Tensile strength’s a wondrous thing
when strung ‘tween heav’n and hell
and balancing upon a string
has often served me well

I’ve found a step in some directions
moves me toward a goal
(though a predilection for erections
leaves me less than whole … )

Scampering back a step or two
toward heaven? or toward hell?
and I’m remembering what I knew …
All lessons learned too well.

On one end, there’s my future
the other holds my past
but either end can injure
and both could be my last

I’ve walked the rope almost two years
between his needs and mine
broken promises and tears
unraveling the twine

Possible?

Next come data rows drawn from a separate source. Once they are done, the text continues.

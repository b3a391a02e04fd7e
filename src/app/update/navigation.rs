use super::super::state::{App, BookOption, GroupOption};
use super::Effect;
use crate::loader::PageContext;
use chouraqui_core::adjacency::VerseAdjacency;
use chouraqui_core::crossref::group_for_book;
use chouraqui_core::links::EntryParams;
use chouraqui_core::model::VerseRef;
use tracing::{debug, info, warn};

impl App {
    pub(super) fn handle_verse_clicked(&mut self, position: VerseRef, effects: &mut Vec<Effect>) {
        if position == self.selection.position {
            return;
        }
        self.select_loaded_verse(position, true, effects);
    }

    pub(super) fn handle_adjacency_resolved(
        &mut self,
        position: VerseRef,
        result: Result<VerseAdjacency, String>,
    ) {
        if position != self.selection.position {
            debug!(%position, "Dropping adjacency for a verse no longer selected");
            return;
        }
        match result {
            Ok(adjacency) => self.selection.adjacency = Some(adjacency),
            Err(err) => warn!(%position, "Failed to resolve neighbouring verses: {err}"),
        }
    }

    pub(super) fn handle_previous_verse(&mut self, effects: &mut Vec<Effect>) {
        match self.selection.adjacency().and_then(VerseAdjacency::previous) {
            Some(target) => self.navigate_to(target, true, effects),
            None => debug!(position = %self.selection.position, "No previous verse"),
        }
    }

    pub(super) fn handle_next_verse(&mut self, effects: &mut Vec<Effect>) {
        match self.selection.adjacency().and_then(VerseAdjacency::next) {
            Some(target) => self.navigate_to(target, true, effects),
            None => debug!(position = %self.selection.position, "No next verse"),
        }
    }

    pub(super) fn handle_group_selected(&mut self, group: GroupOption, effects: &mut Vec<Effect>) {
        if group.0.key == self.context.group.key {
            return;
        }
        self.load_context(
            EntryParams {
                group: Some(group.0.key.to_string()),
                ..EntryParams::default()
            },
            true,
            effects,
        );
    }

    pub(super) fn handle_book_selected(&mut self, book: BookOption, effects: &mut Vec<Effect>) {
        if book.number == self.window.book() {
            return;
        }
        self.load_context(
            EntryParams {
                group: Some(group_for_book(book.number).key.to_string()),
                book: Some(book.number.to_string()),
                ..EntryParams::default()
            },
            true,
            effects,
        );
    }

    pub(super) fn handle_chapter_selected(&mut self, chapter: u32, effects: &mut Vec<Effect>) {
        let target = VerseRef::new(self.window.book(), chapter, 1);
        self.navigate_to(target, true, effects);
    }

    pub(super) fn handle_verse_selected(&mut self, verse: u32, effects: &mut Vec<Effect>) {
        let position = self.selection.position;
        let target = VerseRef::new(position.book, position.chapter, verse);
        self.navigate_to(target, true, effects);
    }

    pub(super) fn handle_history_back(&mut self, effects: &mut Vec<Effect>) {
        if let Some(target) = self.history.back() {
            self.navigate_to(target, false, effects);
        }
    }

    pub(super) fn handle_history_forward(&mut self, effects: &mut Vec<Effect>) {
        if let Some(target) = self.history.forward() {
            self.navigate_to(target, false, effects);
        }
    }

    pub(super) fn handle_context_loaded(
        &mut self,
        result: Result<Box<PageContext>, String>,
        record_history: bool,
        effects: &mut Vec<Effect>,
    ) {
        self.loading = false;
        let context = match result {
            Ok(context) => *context,
            Err(err) => {
                warn!("Failed to load reading context: {err}");
                self.error = Some(err);
                return;
            }
        };

        let position = context.position;
        info!(%position, group = context.group.key, "Reading context loaded");
        self.generation += 1;
        self.error = None;
        self.window
            .reset(position.book, context.seed.clone(), context.max_chapter);
        self.scroll.reset(position.chapter);
        self.selection.position = position;
        self.selection.adjacency = Some(context.adjacency);
        self.viewport.scroll_top = 0.0;
        self.viewport.content_height = None;
        self.context = context;
        if record_history {
            self.history.visit(position);
        }

        effects.push(Effect::ScrollTo(0.0));
        effects.push(Effect::SavePosition(position));
        self.start_reading_context(effects);
    }

    /// Select `target`, staying in the current window when it is already
    /// loaded and reseeding from the local corpus otherwise.
    fn navigate_to(&mut self, target: VerseRef, record_history: bool, effects: &mut Vec<Effect>) {
        let loaded = target.book == self.window.book()
            && self
                .window
                .chapter(target.chapter)
                .is_some_and(|chapter| chapter.primary_verse(target.verse).is_some());
        if loaded {
            self.select_loaded_verse(target, record_history, effects);
            self.scroll_to_loaded_verse(target.chapter, target.verse, effects);
        } else {
            self.load_context(EntryParams::for_position(target), record_history, effects);
        }
    }

    fn select_loaded_verse(
        &mut self,
        position: VerseRef,
        record_history: bool,
        effects: &mut Vec<Effect>,
    ) {
        debug!(%position, "Verse selected");
        self.selection.position = position;
        if record_history {
            self.history.visit(position);
        }
        effects.push(Effect::ResolveAdjacency(position));
        effects.push(Effect::SavePosition(position));
    }

    fn load_context(&mut self, params: EntryParams, record_history: bool, effects: &mut Vec<Effect>) {
        self.loading = true;
        self.error = None;
        effects.push(Effect::LoadContext {
            params,
            record_history,
        });
    }
}

#[cfg(test)]
mod tests {
    use super::super::super::messages::Message;
    use super::super::super::state::test_support::reader_at;
    use super::*;
    use crate::loader::load_page_context;
    use iced::keyboard::{Key, Modifiers};

    #[test]
    fn next_verse_inside_the_window_stays_in_place() {
        let (mut app, _) = reader_at("nav-next", VerseRef::new(10, 1, 1));
        let effects = app.reduce(Message::NextVerse);

        let target = VerseRef::new(10, 1, 2);
        assert_eq!(app.selection.position, target);
        assert!(app.selection.adjacency().is_none());
        assert!(effects.contains(&Effect::ResolveAdjacency(target)));
        assert!(effects.contains(&Effect::SavePosition(target)));
        assert!(effects.iter().any(|effect| matches!(effect, Effect::ScrollTo(_))));
        assert!(!effects.iter().any(|effect| matches!(effect, Effect::LoadContext { .. })));
        assert!(app.history.can_go_back());
    }

    #[test]
    fn next_verse_past_the_window_reloads_the_context() {
        let (mut app, _) = reader_at("nav-reload", VerseRef::new(10, 1, 3));
        let effects = app.reduce(Message::NextVerse);

        let target = VerseRef::new(10, 2, 1);
        assert_eq!(
            effects,
            vec![Effect::LoadContext {
                params: EntryParams::for_position(target),
                record_history: true,
            }]
        );
        assert!(app.loading);

        let context = load_page_context(&app.source, &EntryParams::for_position(target))
            .expect("load")
            .expect("context");
        let effects = app.reduce(Message::ContextLoaded {
            result: Ok(Box::new(context)),
            record_history: true,
        });
        assert!(!app.loading);
        assert_eq!(app.generation, 1);
        assert_eq!(app.window.chapter_numbers(), vec![2]);
        assert_eq!(app.selection.position, target);
        assert_eq!(effects[0], Effect::ScrollTo(0.0));
        assert!(effects.contains(&Effect::SavePosition(target)));
        assert_eq!(app.history.current(), Some(target));
    }

    #[test]
    fn failed_context_load_keeps_the_current_window() {
        let (mut app, _) = reader_at("nav-failed", VerseRef::new(10, 1, 1));
        app.loading = true;
        let effects = app.reduce(Message::ContextLoaded {
            result: Err("database is locked".to_string()),
            record_history: true,
        });
        assert!(effects.is_empty());
        assert!(!app.loading);
        assert_eq!(app.error.as_deref(), Some("database is locked"));
        assert_eq!(app.window.chapter_numbers(), vec![1]);
    }

    #[test]
    fn history_walks_back_and_forward_without_recording() {
        let (mut app, _) = reader_at("nav-history", VerseRef::new(10, 1, 1));
        app.reduce(Message::VerseClicked(VerseRef::new(10, 1, 3)));
        assert_eq!(app.history.len(), 2);

        app.reduce(Message::HistoryBack);
        assert_eq!(app.selection.position, VerseRef::new(10, 1, 1));
        assert!(app.history.can_go_forward());

        app.reduce(Message::HistoryForward);
        assert_eq!(app.selection.position, VerseRef::new(10, 1, 3));
        assert_eq!(app.history.len(), 2);
    }

    #[test]
    fn adjacency_for_an_old_selection_is_dropped() {
        let (mut app, _) = reader_at("nav-adjacency", VerseRef::new(10, 1, 1));
        app.reduce(Message::VerseClicked(VerseRef::new(10, 1, 2)));
        let stale = app.context.adjacency;
        app.reduce(Message::AdjacencyResolved {
            position: VerseRef::new(10, 1, 1),
            result: Ok(stale),
        });
        assert!(app.selection.adjacency().is_none());
    }

    #[test]
    fn keyboard_shortcut_moves_to_the_next_verse() {
        let (mut app, _) = reader_at("nav-keys", VerseRef::new(10, 1, 1));
        app.reduce(Message::KeyPressed {
            key: Key::Character("j".into()),
            modifiers: Modifiers::empty(),
        });
        assert_eq!(app.selection.position, VerseRef::new(10, 1, 2));
    }
}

It never was,
with this I learned to cope,
withstanding lies and all because
our world was hung on hope

The tensile strength is ebbing
the tightrope’s come undone
it’s loosed the complex webbing
keeping he and me as one

It’s snapped, that rope, and left me
hanging inches from the earth
My safety net has saved me;
still in tact and know my worth

There’ll someday be another
with the strands all forged anew
Yes, there will be other lovers
and, yes, someone will be true

“Faded Blues”

The color has all drained away
no blues, no blacks, no shades of red
The world is now a dreary gray
because I have to heed my head

The music’s gone, I’ve lost the tune
There’ll be no dancing neath the moon
And why? Because the colors lie …
they hide the truth behind their dye …
because the music, by and by,
would leave me dancing all alone
and for such times I would atone.

I’ll find some color somewhere, true,
some music once again will flow
and when it does I’ll say I knew …
back at a time the world was gold
and full of so much wondrous stuff …
a magic man who was my world
loved me, but just not quite enough.